Coverity Reports Open Source Security Making Great Strides

Coverity is claiming they have found and helped to fix more than 7,500 security flaws in open source software since the inception of the governmentally backed project designed to harden open source software. The company has also identified eleven projects that have been especially responsive in correcting security problems. "Eleven projects have been awarded the newly announced status of Rung 2, including those known as Amanda, NTP, OpenPAM, OpenVPN, Overdose, Perl, PHP, Postfix, Python, Samba, and TCL."

173 Projects NOT being actively scanned

[gQuigs]

If you are involved in said projects, please contact coverity through the website and get involved. I don't see any reason why a project would not want to have this scan done.

Rung 0: http://scan.coverity.com/rung0.html

Experience with Nmap

[katterjohn]

I've been working with Nmap for nearly 2 years now; I went over a Coverity scan of the Nmap source code and fixed many possible bugs (mostly NULL dereferences). Coverity has a great interface and documented the bugs well.

Update on the article is posted

[ivoras]

There's an update on the article here: http://www.informationweek.com/blog/main/archives/2008/01/oops_look_at_th.html See also http://lists.freebsd.org/pipermail/freebsd-hackers/2008-January/022854.html for discussion on FreeBSD.

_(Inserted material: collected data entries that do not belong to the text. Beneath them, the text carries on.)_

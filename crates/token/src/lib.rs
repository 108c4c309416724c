//! # Keyward Location Tokens
//!
//! Signed, location-bound tokens for physical custody scans.
//!
//! A token is minted for one recognized location and posted there (as a QR
//! code, NFC tag or manual code). Presenting it later proves the presenter
//! was at that location, and that the claim was not altered.
//!
//! This crate provides:
//! - **Minting and verification**: HMAC-SHA256 over a small JSON payload, compared in constant time
//! - **Location set**: case-insensitive resolution to canonical names
//! - **Opt-in hardening**: a freshness window and nonce replay detection
//!
//! ## Example
//!
//! ```
//! use keyward_token::{LocationTokenService, TokenConfig, TokenError};
//!
//! let config = TokenConfig::builder()
//!     .secret("0123456789abcdef0123456789abcdef".to_owned())
//!     .build()?;
//! let service = LocationTokenService::new(&config)?;
//!
//! let minted = service.mint("Block A")?;
//! assert_eq!(service.verify_location(&minted.token)?.as_str(), "Block A");
//!
//! let mut tampered = minted.token.clone();
//! tampered.insert(0, 'x');
//! assert!(service.verify(&tampered).is_err());
//! # Ok::<(), Box<dyn std::error::Error>>(())
//! ```

#![deny(unsafe_code)]
#![warn(missing_docs)]

/// Token service configuration.
pub mod config;
/// Token error types.
pub mod error;
/// Recognized premises locations.
pub mod location;
/// Nonce replay detection.
pub mod replay;
#[cfg(any(test, feature = "testutil"))]
#[allow(clippy::expect_used, clippy::panic)]
pub mod testutil;
/// Minting and verification.
pub mod token;

pub use config::{MIN_SECRET_LEN, TokenConfig};
pub use error::{ConfigError, Result, TokenError};
pub use location::{DEFAULT_LOCATIONS, Location, LocationSet};
pub use replay::{InMemoryReplayDetector, ReplayDetector};
pub use token::{
    CLOCK_SKEW_LEEWAY, LocationTokenPayload, LocationTokenService, MintedToken, VerifiedScan,
};
//! Shared test utilities for storage-backed tests.
//!
//! Feature-gated behind `testutil` so the helpers never leak into
//! production builds. Dependent crates enable it in `[dev-dependencies]`:
//!
//! ```toml
//! [dev-dependencies]
//! keyward-storage = { workspace = true, features = ["testutil"] }
//! ```

use crate::{
    StorageBackend,
    error::{StorageError, StorageResult},
    memory::MemoryBackend,
};

/// Deterministic test key such as `"prefix:000042"`.
///
/// Zero padding keeps lexicographic order aligned with numeric order.
#[must_use]
pub fn make_key(prefix: &str, idx: usize) -> Vec<u8> {
    format!("{prefix}:{idx:06}").into_bytes()
}

/// Test value such as `"task3-val42"`, identifying which task wrote it.
#[must_use]
pub fn make_tagged_value(task: usize, seq: usize) -> Vec<u8> {
    format!("task{task}-val{seq}").into_bytes()
}

/// A [`MemoryBackend`] pre-populated with `count` keys under `prefix`.
///
/// # Panics
///
/// Panics if a write fails, which the memory backend never does without
/// an active fail point.
pub async fn populated_backend(prefix: &str, count: usize) -> MemoryBackend {
    let backend = MemoryBackend::new();
    for i in 0..count {
        backend.set(make_key(prefix, i), make_tagged_value(0, i)).await.expect("populate set failed");
    }
    backend
}

/// Asserts that a [`StorageResult`] is a [`StorageError::Conflict`].
#[macro_export]
macro_rules! assert_conflict {
    ($result:expr) => {
        assert!(
            matches!($result, Err($crate::error::StorageError::Conflict)),
            "expected StorageError::Conflict, got: {:?}",
            $result,
        );
    };
    ($result:expr, $msg:expr) => {
        assert!(
            matches!($result, Err($crate::error::StorageError::Conflict)),
            "{}: expected StorageError::Conflict, got: {:?}",
            $msg,
            $result,
        );
    };
}

/// Asserts that a [`StorageResult`] is `Ok` and yields the inner value.
#[macro_export]
macro_rules! assert_storage_ok {
    ($result:expr) => {
        match $result {
            Ok(val) => val,
            Err(e) => panic!("expected Ok, got StorageError: {e:?}"),
        }
    };
}

/// Whether `result` is a conflict.
pub fn is_conflict<T>(result: &StorageResult<T>) -> bool {
    matches!(result, Err(StorageError::Conflict))
}
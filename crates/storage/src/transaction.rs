//! Transaction trait for atomic storage operations.
//!
//! Custody transitions write two things that must land together: the mutated
//! asset record and the ledger entry describing the mutation. A [`Transaction`]
//! buffers both and applies them in one step, guarded by compare-and-set
//! preconditions that are checked under the backend's write lock.
//!
//! # Example
//!
//! ```
//! use keyward_storage::{MemoryBackend, StorageBackend, StorageError};
//!
//! # tokio::runtime::Builder::new_current_thread().enable_all().build().unwrap().block_on(async {
//! let backend = MemoryBackend::new();
//! backend.set(b"assets/7".to_vec(), b"available".to_vec()).await.unwrap();
//!
//! let mut txn = backend.transaction().await.unwrap();
//! txn.compare_and_set(b"assets/7".to_vec(), Some(b"available".to_vec()), b"checked-out".to_vec())
//!     .unwrap();
//! txn.set(b"ledger/7/1".to_vec(), b"check-out".to_vec());
//! txn.commit().await.unwrap();
//!
//! // A second writer that read the old value loses.
//! let mut stale = backend.transaction().await.unwrap();
//! stale
//!     .compare_and_set(b"assets/7".to_vec(), Some(b"available".to_vec()), b"checked-out".to_vec())
//!     .unwrap();
//! assert!(matches!(stale.commit().await, Err(StorageError::Conflict)));
//! # });
//! ```

use async_trait::async_trait;
use bytes::Bytes;

use crate::error::StorageResult;

/// Transaction handle for atomic multi-operation commits.
///
/// Writes are buffered until [`commit`](Transaction::commit). Reads through
/// [`get`](Transaction::get) see the transaction's own pending writes.
///
/// # Concurrency
///
/// Isolation is optimistic. Preconditions registered with
/// [`compare_and_set`](Transaction::compare_and_set) are evaluated at commit
/// time; if any fails, nothing is applied and the commit returns
/// [`StorageError::Conflict`](crate::StorageError::Conflict).
#[async_trait]
pub trait Transaction: Send {
    /// Gets a value, preferring this transaction's pending writes.
    async fn get(&self, key: &[u8]) -> StorageResult<Option<Bytes>>;

    /// Buffers an unconditional write.
    fn set(&mut self, key: Vec<u8>, value: Vec<u8>);

    /// Buffers a delete.
    fn delete(&mut self, key: Vec<u8>);

    /// Buffers a conditional write checked at commit time.
    ///
    /// `expected: None` requires the key to be absent; `Some(bytes)` requires
    /// an exact byte-for-byte match.
    ///
    /// # Errors
    ///
    /// Backends may reject the operation while buffering (e.g. size limits).
    fn compare_and_set(
        &mut self,
        key: Vec<u8>,
        expected: Option<Vec<u8>>,
        new_value: Vec<u8>,
    ) -> StorageResult<()>;

    /// Buffers a conditional delete checked at commit time.
    ///
    /// The commit fails with a conflict unless the key currently holds
    /// exactly `expected`.
    fn compare_and_delete(&mut self, key: Vec<u8>, expected: Vec<u8>);

    /// Commits all buffered operations atomically.
    ///
    /// # Errors
    ///
    /// - [`StorageError::Conflict`](crate::StorageError::Conflict) if any compare-and-set
    ///   precondition no longer holds
    /// - Other [`StorageError`](crate::StorageError) variants on backend failures
    async fn commit(self: Box<Self>) -> StorageResult<()>;
}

open source vs. closed source security

[solinym]

I've collected some arguments about the security of open-source vs. closed source in my online book called "security concepts":

http://www.subspacefield.org/security/security_concepts.html#tth_sEc24.5

If I've missed any - or if you have any other suggestions - please email me.

I feel like a bit of a whore for posting links to my own ebook, but whores actually get paid. My book is free, so I guess that just makes me a slut. ;-)